Grâce à une association qui s'est créée il y a de cela quelques années à Paris, un partenariat c'est en quelque sorte mis en place entre  les barreaux de France et les collèges et les lycées.

En fait il s'agit pour des avocats d'intervenir dans des classes de collégiens ou de lycéens pour leur expliquer en quoi, à leur âge, le droit les concerne dans leur quotidien.

C'est aussi l'occasion d'attirer leur attention sur un certain nombre de difficultés qu'ils sont amenés à rencontrer notamment, les dangers d'Internet, les problèmes de racket  et autres violences, ou encore les incivilités.

J'ai eu à cette occasion  la possibilité d'intervenir cet après-midi dans une classe de sixième du collège Saint-Jean Baptiste de la salle à Avignon.

J’ai été encore une fois émerveillé par la curiosité, l'enthousiasme de ses enfants pour des domaines qui ne sont pas a priori très proches de leurs préoccupations.

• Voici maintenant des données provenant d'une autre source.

use reqwest::{RequestBuilder, Url};
use serde_json::Value;
use std::future::Future;
use std::time::Duration;

use crate::error::RemoteError;

/// Source of recipe API JSON.
///
/// Implementations resolve with the parsed body on 2xx, and fail with
/// [`RemoteError`] on non-2xx, transport failure or timeout.
pub trait RemoteSource {
    fn fetch_json(&self, url: Url) -> impl Future<Output = Result<Value, RemoteError>> + Send;

    fn send_json(
        &self,
        url: Url,
        payload: Value,
    ) -> impl Future<Output = Result<Value, RemoteError>> + Send;
}

/// HTTP implementation on top of reqwest.
///
/// Every request runs on its own task and is raced against a timer. When the
/// timer wins the task is abandoned, not cancelled: it may still complete in
/// the background, and its result is dropped unseen.
#[derive(Debug, Clone)]
pub struct HttpRemote {
    client: reqwest::Client,
    timeout: Duration,
}

impl HttpRemote {
    pub fn new(timeout: Duration) -> Self {
        Self::with_client(reqwest::Client::new(), timeout)
    }

    pub fn with_client(client: reqwest::Client, timeout: Duration) -> Self {
        Self { client, timeout }
    }

    pub fn timeout(&self) -> Duration {
        self.timeout
    }

    async fn execute(&self, request: RequestBuilder) -> Result<Value, RemoteError> {
        let pending = tokio::spawn(async move {
            let res = request
                .send()
                .await
                .map_err(|e| RemoteError::Transport(e.to_string()))?;
            let status = res.status();
            let body = res
                .text()
                .await
                .map_err(|e| RemoteError::Transport(e.to_string()))?;
            let parsed = serde_json::from_str::<Value>(&body);

            if !status.is_success() {
                let message = parsed
                    .ok()
                    .and_then(|v| v.get("message").and_then(Value::as_str).map(str::to_string))
                    .unwrap_or_else(|| {
                        status
                            .canonical_reason()
                            .unwrap_or("Request failed")
                            .to_string()
                    });
                return Err(RemoteError::Status {
                    message,
                    status: status.as_u16(),
                });
            }

            parsed.map_err(|e| RemoteError::Decode(e.to_string()))
        });

        match tokio::time::timeout(self.timeout, pending).await {
            Ok(Ok(result)) => result,
            Ok(Err(join_error)) => Err(RemoteError::Transport(join_error.to_string())),
            Err(_) => {
                log::warn!("request abandoned after {:?}", self.timeout);
                Err(RemoteError::Timeout(self.timeout))
            }
        }
    }
}

impl RemoteSource for HttpRemote {
    async fn fetch_json(&self, url: Url) -> Result<Value, RemoteError> {
        log::debug!("GET {}", redact_key(&url));
        let result = self.execute(self.client.get(url.clone())).await;
        if let Err(e) = &result {
            log::error!("GET {} failed: {e}", redact_key(&url));
        }
        result
    }

    async fn send_json(&self, url: Url, payload: Value) -> Result<Value, RemoteError> {
        log::debug!("POST {}", redact_key(&url));
        let result = self
            .execute(self.client.post(url.clone()).json(&payload))
            .await;
        if let Err(e) = &result {
            log::error!("POST {} failed: {e}", redact_key(&url));
        }
        result
    }
}

/// Hide the API key when a URL ends up in the logs.
fn redact_key(url: &Url) -> String {
    let mut redacted = url.clone();
    let pairs: Vec<(String, String)> = url
        .query_pairs()
        .map(|(k, v)| {
            let v = if k == "key" { "***".to_string() } else { v.into_owned() };
            (k.into_owned(), v)
        })
        .collect();
    if pairs.is_empty() {
        return redacted.to_string();
    }
    redacted.query_pairs_mut().clear().extend_pairs(pairs);
    redacted.to_string()
}
use dotenvy::dotenv;
use once_cell::sync::Lazy;
use std::env;
use std::path::PathBuf;
use std::str::FromStr;
use std::time::Duration;

pub static CONFIG: Lazy<Config> = Lazy::new(|| {
    dotenv().ok(); // Load .env file if present
    Config {
        api_url: get_env_or_default(
            "FORKIFY_API_URL",
            "https://forkify-api.herokuapp.com/api/v2/recipes",
        ),
        api_key: env::var("FORKIFY_API_KEY").ok().filter(|k| !k.is_empty()),
        results_per_page: get_env_parsed("FORKIFY_RESULTS_PER_PAGE", 10),
        timeout_seconds: get_env_parsed("FORKIFY_TIMEOUT_SECONDS", 10),
        data_dir: PathBuf::from(get_env_or_default("FORKIFY_DATA_DIR", ".forkify")),
    }
});

#[derive(Debug, Clone)]
pub struct Config {
    pub api_url: String,
    pub api_key: Option<String>,
    pub results_per_page: usize,
    pub timeout_seconds: u64,
    pub data_dir: PathBuf,
}

impl Config {
    pub fn timeout(&self) -> Duration {
        Duration::from_secs(self.timeout_seconds)
    }
}

fn get_env_or_default(key: &str, default: &str) -> String {
    env::var(key).unwrap_or_else(|_| default.to_string())
}

fn get_env_parsed<T: FromStr>(key: &str, default: T) -> T {
    match env::var(key) {
        Ok(raw) => raw
            .trim()
            .parse()
            .unwrap_or_else(|_| panic!("Invalid value for environment variable {key}: {raw}")),
        Err(_) => default,
    }
}
use crate::data_models::{ApiRecipeUpload, Ingredient};
use crate::error::ValidationError;

pub const WRONG_INGREDIENT_FORMAT: &str =
    "Wrong ingredient format! Please use the correct format :)";

/// Raw fields of the "add recipe" form, exactly as the user typed them.
#[derive(Debug, Clone, Default, PartialEq)]
pub struct NewRecipe {
    pub title: String,
    pub source_url: String,
    pub image: String,
    pub publisher: String,
    pub cooking_time: String,
    pub servings: String,
    /// One `quantity,unit,description` line per ingredient field, in form order.
    pub ingredients: Vec<String>,
}

impl NewRecipe {
    /// Build from submitted form entries. Any field whose name contains
    /// `ingredient` is an ingredient line; unknown fields are ignored.
    pub fn from_form<I, K, V>(entries: I) -> Self
    where
        I: IntoIterator<Item = (K, V)>,
        K: AsRef<str>,
        V: Into<String>,
    {
        let mut recipe = NewRecipe::default();
        for (name, value) in entries {
            let name = name.as_ref();
            let value = value.into();
            match name {
                "title" => recipe.title = value,
                "sourceUrl" => recipe.source_url = value,
                "image" => recipe.image = value,
                "publisher" => recipe.publisher = value,
                "cookingTime" => recipe.cooking_time = value,
                "servings" => recipe.servings = value,
                _ if name.contains("ingredient") => recipe.ingredients.push(value),
                _ => log::debug!("ignoring unknown form field {name}"),
            }
        }
        recipe
    }

    /// Validate the form and build the upload request body.
    pub fn to_payload(&self) -> Result<ApiRecipeUpload, ValidationError> {
        let ingredients = self
            .ingredients
            .iter()
            .filter(|line| !line.is_empty())
            .map(|line| parse_ingredient(line))
            .collect::<Result<Vec<_>, _>>()?;

        let cooking_time: f64 = self
            .cooking_time
            .trim()
            .parse::<f64>()
            .ok()
            .filter(|t: &f64| t.is_finite() && *t >= 0.0)
            .ok_or_else(|| {
                ValidationError::new(format!("Invalid cooking time: '{}'", self.cooking_time))
            })?;

        let servings: u32 = self
            .servings
            .trim()
            .parse::<u32>()
            .ok()
            .filter(|s: &u32| *s > 0)
            .ok_or_else(|| {
                ValidationError::new(format!("Invalid number of servings: '{}'", self.servings))
            })?;

        Ok(ApiRecipeUpload {
            title: self.title.clone(),
            source_url: self.source_url.clone(),
            image_url: self.image.clone(),
            publisher: self.publisher.clone(),
            cooking_time,
            servings,
            ingredients,
        })
    }
}

/// Parse a `quantity,unit,description` line.
///
/// The quantity may be left empty (no quantity), as may the unit. The line
/// must have exactly three parts and a description.
pub fn parse_ingredient(line: &str) -> Result<Ingredient, ValidationError> {
    let parts: Vec<&str> = line.split(',').map(str::trim).collect();
    let [quantity, unit, description] = parts.as_slice() else {
        return Err(ValidationError::new(WRONG_INGREDIENT_FORMAT));
    };
    if description.is_empty() {
        return Err(ValidationError::new(WRONG_INGREDIENT_FORMAT));
    }

    let quantity = if quantity.is_empty() {
        None
    } else {
        let q: f64 = quantity
            .parse::<f64>()
            .ok()
            .filter(|q: &f64| q.is_finite())
            .ok_or_else(|| {
                ValidationError::new(format!("Invalid ingredient quantity: '{quantity}'"))
            })?;
        Some(q)
    };

    Ok(Ingredient {
        quantity,
        unit: unit.to_string(),
        description: description.to_string(),
    })
}
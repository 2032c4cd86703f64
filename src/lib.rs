//! Recipe search, bookmarks and uploads on top of the forkify recipe API.
//!
//! [`model::RecipeStore`] owns the application state. Views in [`views`]
//! render snapshots of it into [`dom::Tree`] containers, either from scratch
//! or incrementally through [`reconciler`].

pub mod config;
pub mod controller;
pub mod data_models;
pub mod dom;
pub mod error;
pub mod model;
pub mod reconciler;
pub mod remote;
pub mod storage;
pub mod upload;
pub mod views;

J'ai eu, une fois encore, l'occasion de vérifier à quel point dans leur esprit se mélangeait les règles du droit français, et les règles dont ils sont abreuvés au travers des séries notamment américaines qu’ils regardent à la télévision.

Il ne s'agissait pas pour moi de leur donner un cours de droit, mais plutôt, au travers de cas pratiques, d'essayer de leur faire comprendre les mécanismes juridiques. Ce qui fut le plus intéressant a été de leur donner un cas pratique ayant existé d'une situation où une femme était soupçonnée d'avoir dégradé le véhicule de la nouvelle compagne de son ex-mari…

J'ai séparé la classe en deux, d'un côté les représentants de l'accusation, et de l'autre  côté la défense. Je leur ai ensuite donné les éléments qui avaient été portés à la connaissance de la juridiction ayant eu à trancher le cas.

À ce titre, un témoin avait vu la personne suspectée déambuler près du véhicule qui avait été dégradé. On connaissait évidemment par ailleurs l'ancien lien de famille ayant existé entre les différents protagonistes de cette histoire.

Enfin, je portais leur connaissance le fait que la personne suspectée avait déjà été condamnée pour des faits similaires où elle avait, à une reprise au moins, dégradé  le véhicule de la nouvelle compagne de son ex-mari.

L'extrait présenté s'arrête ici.